• PROBLEM TO SOLVE
Determine how many lines of the data below contain "LineItem", then give only that number.

....

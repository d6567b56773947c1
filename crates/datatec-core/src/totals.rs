//! # Total Calculator
//!
//! Line-item and document total arithmetic, shared by every document type.
//!
//! ## Calculation Pipeline
//! ```text
//! ┌─────────────────────────────────────────────────────────────────────┐
//! │                       Document Totals                               │
//! │                                                                     │
//! │  per line:   net    = qty × price                                   │
//! │              taxAmt = net × tax / 100                               │
//! │                                                                     │
//! │  document:   subtotal   = Σ net                                     │
//! │              taxTotal   = Σ taxAmt                                  │
//! │              grandTotal = subtotal + taxTotal                       │
//! │                           + shippingTotal + rounding                │
//! │                                                                     │
//! │  rounding may be negative; shipping is untaxed                      │
//! └─────────────────────────────────────────────────────────────────────┘
//! ```
//!
//! Totals are recomputed from the lines on every save; the stored totals
//! are a cache for lists and printing, never an input.

use serde::{Deserialize, Serialize};

use crate::types::LineItem;

// =============================================================================
// Line Arithmetic
// =============================================================================

/// Net amount of one line (quantity × unit price), before tax.
pub fn line_net(item: &LineItem) -> f64 {
    item.qty * item.price
}

/// Tax amount of one line. `tax` is a percentage, not a fraction.
pub fn line_tax(item: &LineItem) -> f64 {
    line_net(item) * item.tax / 100.0
}

/// Line total including tax.
pub fn line_total(item: &LineItem) -> f64 {
    line_net(item) + line_tax(item)
}

// =============================================================================
// Document Totals
// =============================================================================

/// The three derived totals every document carries.
#[derive(Debug, Clone, Copy, Default, PartialEq, Serialize, Deserialize)]
#[serde(rename_all = "camelCase")]
pub struct DocumentTotals {
    pub subtotal: f64,
    pub tax_total: f64,
    pub grand_total: f64,
}

/// Computes document totals from line items plus document-level adjustments.
///
/// Blank rows contribute zero to every sum, so callers may pass unfiltered
/// item lists. Summation order does not affect which lines are included;
/// results are independent of item ordering up to float associativity.
pub fn compute_totals(items: &[LineItem], shipping_total: f64, rounding: f64) -> DocumentTotals {
    let subtotal: f64 = items.iter().map(line_net).sum();
    let tax_total: f64 = items.iter().map(line_tax).sum();
    DocumentTotals {
        subtotal,
        tax_total,
        grand_total: subtotal + tax_total + shipping_total + rounding,
    }
}

/// Formats an amount for display and printing with exactly two decimals.
///
/// Halves round away from zero (0.125 renders as "0.13"), matching how the
/// stored documents were printed historically. Amounts stay as raw floats
/// in storage; only the rendered form is rounded.
pub fn format_money(amount: f64) -> String {
    format!("{:.2}", (amount * 100.0).round() / 100.0)
}

// =============================================================================
// DocumentLines Trait
// =============================================================================

/// Documents that carry line items and cached totals.
///
/// Gives the store layer one recompute path over all five document types.
pub trait DocumentLines {
    fn items(&self) -> &[LineItem];
    fn items_mut(&mut self) -> &mut Vec<LineItem>;
    fn shipping_total(&self) -> f64;
    fn rounding(&self) -> f64;
    fn set_totals(&mut self, totals: DocumentTotals);
}

/// Recomputes and stores a document's cached totals from its current lines.
pub fn recompute<D: DocumentLines>(doc: &mut D) {
    let totals = compute_totals(doc.items(), doc.shipping_total(), doc.rounding());
    doc.set_totals(totals);
}

// =============================================================================
// Unit Tests
// =============================================================================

....

• OUTPUT OF THE TASK
7